Küçük Mucizeler Dükkanı

Küçük Mucizeler Dükkanı
Yuppidi.com / Anne,Bebek ve Çocuklar için Türkiye'nin İlk Temalı Alışveriş ve Etkinlik Sitesi

1 Ocak 2015 Perşembe

Çocuklarınızın mutlu olmasını istiyorsanız alıngan olmamayı öğretin..

İçten, doğal ve samimi olmak birçok şeyden daha önemlidir, ilk tavsiye, çocuklarımıza alıngan olmamayı, doğal olmayı öğretelim.

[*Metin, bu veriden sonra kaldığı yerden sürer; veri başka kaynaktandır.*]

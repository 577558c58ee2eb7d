//! Solar Event Calculation Module
//!
//! Sunrise and sunset times from the classic almanac algorithm
//! (Almanac for Computers, 1990). The computation is done entirely in UTC
//! and resolves to whole minutes. Accuracy is within a couple of minutes
//! for latitudes outside the polar circles.
//!
//! All trigonometry in this module is in degrees.

use chrono::{DateTime, Datelike, Duration, NaiveDate, Utc};
use serde::Serialize;
use tracing::{debug, trace};

use crate::error::{GeoError, Result};
use crate::geo::Coordinate;

// ===================== TYPES =====================

/// Zenith angle that defines when the sun counts as crossing the horizon.
#[derive(Debug, Clone, Copy, PartialEq, Default, Serialize)]
#[serde(rename_all = "lowercase")]
pub enum SunZenith {
    /// Upper limb on the horizon with standard refraction (90°50')
    #[default]
    Official,
    /// Civil twilight (sun 8° below the horizon in this almanac's convention)
    Civil,
    /// Nautical twilight
    Nautical,
    /// Astronomical twilight
    Astronomical,
    /// Any zenith in degrees, strictly between 0 and 180
    Custom(f64),
}

impl SunZenith {
    /// Build a custom zenith, rejecting angles outside (0, 180).
    pub fn custom(degrees: f64) -> Result<Self> {
        if !degrees.is_finite() || degrees <= 0.0 || degrees >= 180.0 {
            return Err(GeoError::InvalidZenith(degrees));
        }
        Ok(SunZenith::Custom(degrees))
    }

    pub fn degrees(self) -> f64 {
        match self {
            SunZenith::Official => 90.888888,
            SunZenith::Civil => 98.0,
            SunZenith::Nautical => 102.0,
            SunZenith::Astronomical => 108.0,
            SunZenith::Custom(z) => z,
        }
    }
}

/// Which crossing of the zenith to solve for.
#[derive(Debug, Clone, Copy, PartialEq, Eq, Serialize)]
#[serde(rename_all = "lowercase")]
pub enum SunPhase {
    Sunrise,
    Sunset,
}

impl std::fmt::Display for SunPhase {
    fn fmt(&self, f: &mut std::fmt::Formatter<'_>) -> std::fmt::Result {
        match self {
            SunPhase::Sunrise => write!(f, "Sunrise"),
            SunPhase::Sunset => write!(f, "Sunset"),
        }
    }
}

/// Result of solving for a single sun event.
#[derive(Debug, Clone, Copy, PartialEq, Eq, Serialize)]
#[serde(tag = "kind", content = "time", rename_all = "snake_case")]
pub enum SunEventOutcome {
    /// The sun crosses the zenith at this UTC time
    At(DateTime<Utc>),
    /// The sun stays below the zenith all day (polar night)
    NeverRises,
    /// The sun stays above the zenith all day (polar day)
    NeverSets,
}

impl SunEventOutcome {
    pub fn time(self) -> Option<DateTime<Utc>> {
        match self {
            SunEventOutcome::At(t) => Some(t),
            SunEventOutcome::NeverRises | SunEventOutcome::NeverSets => None,
        }
    }
}

// ===================== DEGREE TRIGONOMETRY =====================

fn sin_deg(x: f64) -> f64 {
    x.to_radians().sin()
}

fn cos_deg(x: f64) -> f64 {
    x.to_radians().cos()
}

fn tan_deg(x: f64) -> f64 {
    x.to_radians().tan()
}

fn atan_deg(x: f64) -> f64 {
    x.atan().to_degrees()
}

fn asin_deg(x: f64) -> f64 {
    x.asin().to_degrees()
}

fn acos_deg(x: f64) -> f64 {
    x.acos().to_degrees()
}

/// Bring `value` into [0, period) with at most one correction.
///
/// Assumes the raw value lies within one period of the target range.
fn normalize_once(value: f64, period: f64) -> f64 {
    if value >= period {
        value - period
    } else if value < 0.0 {
        value + period
    } else {
        value
    }
}

// ===================== ALMANAC ALGORITHM =====================

/// Almanac approximation of the day of the year.
fn day_of_year(date: NaiveDate) -> f64 {
    let year = f64::from(date.year());
    let month = f64::from(date.month());
    let day = f64::from(date.day());

    let n1 = (275.0 * month / 9.0).floor();
    let n2 = ((month + 9.0) / 12.0).floor();
    let n3 = 1.0 + ((year - 4.0 * (year / 4.0).floor() + 2.0) / 3.0).floor();
    n1 - (n2 * n3) + day - 30.0
}

/// Solve for the sunrise or sunset time on a UTC calendar date.
///
/// # Arguments
/// * `coord` - Observer position
/// * `date` - Calendar date, interpreted in UTC
/// * `zenith` - Horizon definition
/// * `phase` - Sunrise or sunset
///
/// # Returns
/// The UTC event time truncated to the minute, or which way the sun
/// fails to cross the zenith on that date
pub fn sun_event(
    coord: &Coordinate,
    date: NaiveDate,
    zenith: SunZenith,
    phase: SunPhase,
) -> SunEventOutcome {
    let n = day_of_year(date);
    let long_hour = coord.longitude() / 15.0;

    let t = match phase {
        SunPhase::Sunrise => n + ((6.0 - long_hour) / 24.0),
        SunPhase::Sunset => n + ((18.0 - long_hour) / 24.0),
    };

    // Sun's mean anomaly and true longitude
    let m = (0.9856 * t) - 3.289;
    let l = normalize_once(m + (1.916 * sin_deg(m)) + (0.020 * sin_deg(2.0 * m)) + 282.634, 360.0);

    // Right ascension, moved into the same quadrant as L, in hours
    let mut ra = normalize_once(atan_deg(0.91764 * tan_deg(l)), 360.0);
    let l_quadrant = (l / 90.0).floor() * 90.0;
    let ra_quadrant = (ra / 90.0).floor() * 90.0;
    ra += l_quadrant - ra_quadrant;
    ra /= 15.0;

    let sin_dec = 0.39782 * sin_deg(l);
    let cos_dec = cos_deg(asin_deg(sin_dec));

    let cos_h = (cos_deg(zenith.degrees()) - (sin_dec * sin_deg(coord.latitude())))
        / (cos_dec * cos_deg(coord.latitude()));

    trace!(n, t, m, l, ra, sin_dec, "almanac intermediates");
    debug!(%date, %phase, cos_h, "solved local hour angle cosine");

    if cos_h > 1.0 {
        return SunEventOutcome::NeverRises;
    }
    if cos_h < -1.0 {
        return SunEventOutcome::NeverSets;
    }

    let h = match phase {
        SunPhase::Sunset => acos_deg(cos_h),
        SunPhase::Sunrise => 360.0 - acos_deg(cos_h),
    } / 15.0;

    let local_mean_time = h + ra - (0.06571 * t) - 6.622;
    let ut = normalize_once(local_mean_time - long_hour, 24.0);

    let hour = ut.floor();
    let minute = ((ut - hour) * 60.0).floor();
    let midnight = date.and_time(chrono::NaiveTime::MIN).and_utc();
    SunEventOutcome::At(midnight + Duration::minutes((hour * 60.0 + minute) as i64))
}

/// Sunrise time in UTC, or `None` during polar day or polar night.
pub fn sunrise_time(coord: &Coordinate, date: NaiveDate, zenith: SunZenith) -> Option<DateTime<Utc>> {
    sun_event(coord, date, zenith, SunPhase::Sunrise).time()
}

/// Sunset time in UTC, or `None` during polar day or polar night.
pub fn sunset_time(coord: &Coordinate, date: NaiveDate, zenith: SunZenith) -> Option<DateTime<Utc>> {
    sun_event(coord, date, zenith, SunPhase::Sunset).time()
}

// ===================== HELPER FUNCTIONS =====================

/// Time between sunrise and sunset on `date`.
///
/// Both events are pinned to the UTC calendar date, so for observers far
/// from Greenwich the sunset can come out earlier than the sunrise; a day
/// is added in that case.
///
/// # Returns
/// Day length, or None if either event is missing
pub fn day_length(coord: &Coordinate, date: NaiveDate, zenith: SunZenith) -> Option<Duration> {
    let sr = sunrise_time(coord, date, zenith)?;
    let ss = sunset_time(coord, date, zenith)?;
    let len = ss - sr;
    Some(if len < Duration::zero() { len + Duration::days(1) } else { len })
}

// ===================== TESTS =====================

Birilerine benzetemediğimiz insanlar vardır,değerini herhangi birşeyle ölçemediğiniz ve farklı olanlar,farklı olduklarını her daim ortaya koyanlar ve bu farklılıklarını istikrarlı olarak yaşayanlar. “doğal ve içten olan”, insanlığın hep özlem duyduğu ve bulduğunda,gördüğünde itibar ettiği şey oldu ve olacak gibi görünüyor. Doğal olmak ve birşeyleri doğasında yaşayabiliyor olmak…

Baktığınızda,ne görüyorsanız o olan;evirip çevirmeye,eğmeye,bükmeye gelmeyen insanlar…Doğal olmanın verdiği gücün ve cesaretin yanısıra bir o kadar da hassas ve narin noktaları olan ve bunları hep açıkta tuttuğundan yara alması kolay insanlar…

İşte doğal olmaya, içten olmaya, sevmeye engel olan önemli tavır bozukluklarından biri ‘alınganlık’tır. Eğer çocuklarınızın mutlu olmasını istiyorsanız alıngan olmamayı öğretmelisiniz öncelikle. Yoksa başkalarına iyi görünmek için asla kendi gibi olmayan, sürekli maskeyle dolaşan bireyler ortaya çıkması kaçınılmaz olur.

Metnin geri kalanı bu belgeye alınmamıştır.